Assim, se constitucionalmente temos a garantia do direito de propriedade, na mesma gradação temos o direito de renunciar à propriedade, constituindo-se, também e por derivação, em uma garantia de concepção constitucional, porquanto inerente à própria natureza da disponibilidade do instituto da propriedade. O exercício do direito de ter ou não ter (direito subjetivo), desde que não viole comando normativo, não pode sofrer qualquer limitação, sendo da mesma forma absoluto, não guardando, por consequência, qualquer dependência de autorização ou aceitação de terceiros.

1.1.3. Dos crimes contra o patrimônio.

Os crimes contra o patrimônio estão organizados no Título II do Código Penal, em sete capítulos (furto, o roubo e a extorsão, a usurpação, o dano, a apropriação indébita, o estelionato e outras fraudes e a receptação) comportando trinta e quatro tipos penais. Este título trata da subtração de bens físicos, corpóreos.

No universo dos crimes contra o patrimônio, encontramos penas que variam o seu mínimo de 15 dias, no caso do crime de outras fraudes, previsto pelo art. 176, para o mínimo de 24 anos, quando ocorre a extorsão mediante sequestro seguido de morte, disposto na segunda parte do §3º do art. 159. Podemos encontrar também crimes de ação penal pública, pública condicionada e privada.

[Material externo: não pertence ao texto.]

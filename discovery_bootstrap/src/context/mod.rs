//! Process configuration shared across bootstrap components.
//!
//! [`ConfigContext`] is the store the resolver reads its selector keys from
//! and writes the resolved deployment environment back into. Create one at
//! startup, thread it through whatever needs it, and stop mutating it once
//! the discovery client is running. Code that cannot be handed a context can
//! fall back to the process-wide instance in [`global`].

use std::collections::BTreeMap;

pub mod global;

/// Key selecting the deployment environment.
pub const ENVIRONMENT_SELECTOR_KEY: &str = "eureka.environment";

/// Key under which the resolved deployment environment is published.
pub const DEPLOYMENT_ENVIRONMENT_KEY: &str = "archaius.deployment.environment";

/// Key overriding the base name of the property resources.
pub const CLIENT_PROPS_KEY: &str = "eureka.client.props";

/// Environment used when no selector is set.
///
/// Kept for compatibility with existing deployments; production systems
/// should set [`ENVIRONMENT_SELECTOR_KEY`] explicitly.
pub const DEFAULT_ENVIRONMENT: &str = "test";

const ENV_SEEDED_KEYS: [&str; 2] = [ENVIRONMENT_SELECTOR_KEY, CLIENT_PROPS_KEY];

/// String-keyed configuration store passed through startup.
///
/// # Examples
///
/// ```
/// use discovery_bootstrap::{ConfigContext, ENVIRONMENT_SELECTOR_KEY};
///
/// let ctx = ConfigContext::new().with_property(ENVIRONMENT_SELECTOR_KEY, "prod");
/// assert_eq!(ctx.selected_environment(), Some("prod"));
/// assert_eq!(ctx.environment(), None);
/// ```
#[derive(Debug, Clone, Default, PartialEq, Eq)]
pub struct ConfigContext {
    properties: BTreeMap<String, String>,
}

impl ConfigContext {
    /// Creates an empty context.
    #[must_use]
    pub const fn new() -> Self {
        Self {
            properties: BTreeMap::new(),
        }
    }

    /// Creates a context seeded from process environment variables.
    ///
    /// Each consumed key is looked up under its upper-cased name with `.`
    /// replaced by `_`: `EUREKA_ENVIRONMENT` and `EUREKA_CLIENT_PROPS`.
    /// Unset and non UTF-8 variables are ignored.
    #[must_use]
    pub fn from_env() -> Self {
        let mut ctx = Self::new();
        for key in ENV_SEEDED_KEYS {
            if let Ok(value) = std::env::var(env_var_name(key)) {
                ctx.set_property(key, value);
            }
        }
        ctx
    }

    /// Returns the context with `key` set to `value`.
    #[must_use]
    pub fn with_property(mut self, key: impl Into<String>, value: impl Into<String>) -> Self {
        self.set_property(key, value);
        self
    }

    /// Sets `key` to `value`, returning the previous value.
    pub fn set_property(
        &mut self,
        key: impl Into<String>,
        value: impl Into<String>,
    ) -> Option<String> {
        self.properties.insert(key.into(), value.into())
    }

    /// Looks up `key`.
    #[must_use]
    pub fn property(&self, key: &str) -> Option<&str> {
        self.properties.get(key).map(String::as_str)
    }

    /// Environment requested through [`ENVIRONMENT_SELECTOR_KEY`].
    ///
    /// Blank values count as unset.
    #[must_use]
    pub fn selected_environment(&self) -> Option<&str> {
        self.property(ENVIRONMENT_SELECTOR_KEY)
            .map(str::trim)
            .filter(|env| !env.is_empty())
    }

    /// Resource base name requested through [`CLIENT_PROPS_KEY`].
    ///
    /// Surrounding whitespace is dropped and blank values count as unset.
    #[must_use]
    pub fn client_props(&self) -> Option<&str> {
        self.property(CLIENT_PROPS_KEY)
            .map(str::trim)
            .filter(|name| !name.is_empty())
    }

    /// Deployment environment published by a previous resolution, if any.
    #[must_use]
    pub fn environment(&self) -> Option<&str> {
        self.property(DEPLOYMENT_ENVIRONMENT_KEY)
    }

    /// Iterates over all properties in key order.
    pub fn iter(&self) -> impl Iterator<Item = (&str, &str)> {
        self.properties
            .iter()
            .map(|(k, v)| (k.as_str(), v.as_str()))
    }
}

/// Maps a dotted property key to its environment variable name.
fn env_var_name(key: &str) -> String {
    key.replace('.', "_").to_ascii_uppercase()
}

A mais enfática das inúmeras incoerências deste Título do Código Penal, dentre tantos tipos penais, é o furto. Trata-se de uma conduta tão antiga quanto o próprio direito de propriedade, de grande repercussão histórica, moral e religiosa, porquanto sua proibição já constava nos dez mandamentos e no Código de Hamurabi (datado de por volta de 1.700 a.C.).

No entanto, tal conduta, em comparação com alguns outros crimes contra o patrimônio, demonstra uma reprovabilidade exacerbada e sem nenhuma explicação aparentemente jurídica. Talvez sociológica ou cultural, mas não jurídica.

Com se não bastasse a desproporcionalidade da pena entre, por exemplo, o furto (01 a 04 anos) e a alteração de limites (01 a 06 meses), saliente-se que este é crime de menor potencial ofensivo, e o furto não. A pena daquele é de detenção e deste de reclusão. A prescrição em abstrato do crime de furto é de oito anos (art. 109, IV) e da alteração de limites de apenas dois anos (art. 109, VI).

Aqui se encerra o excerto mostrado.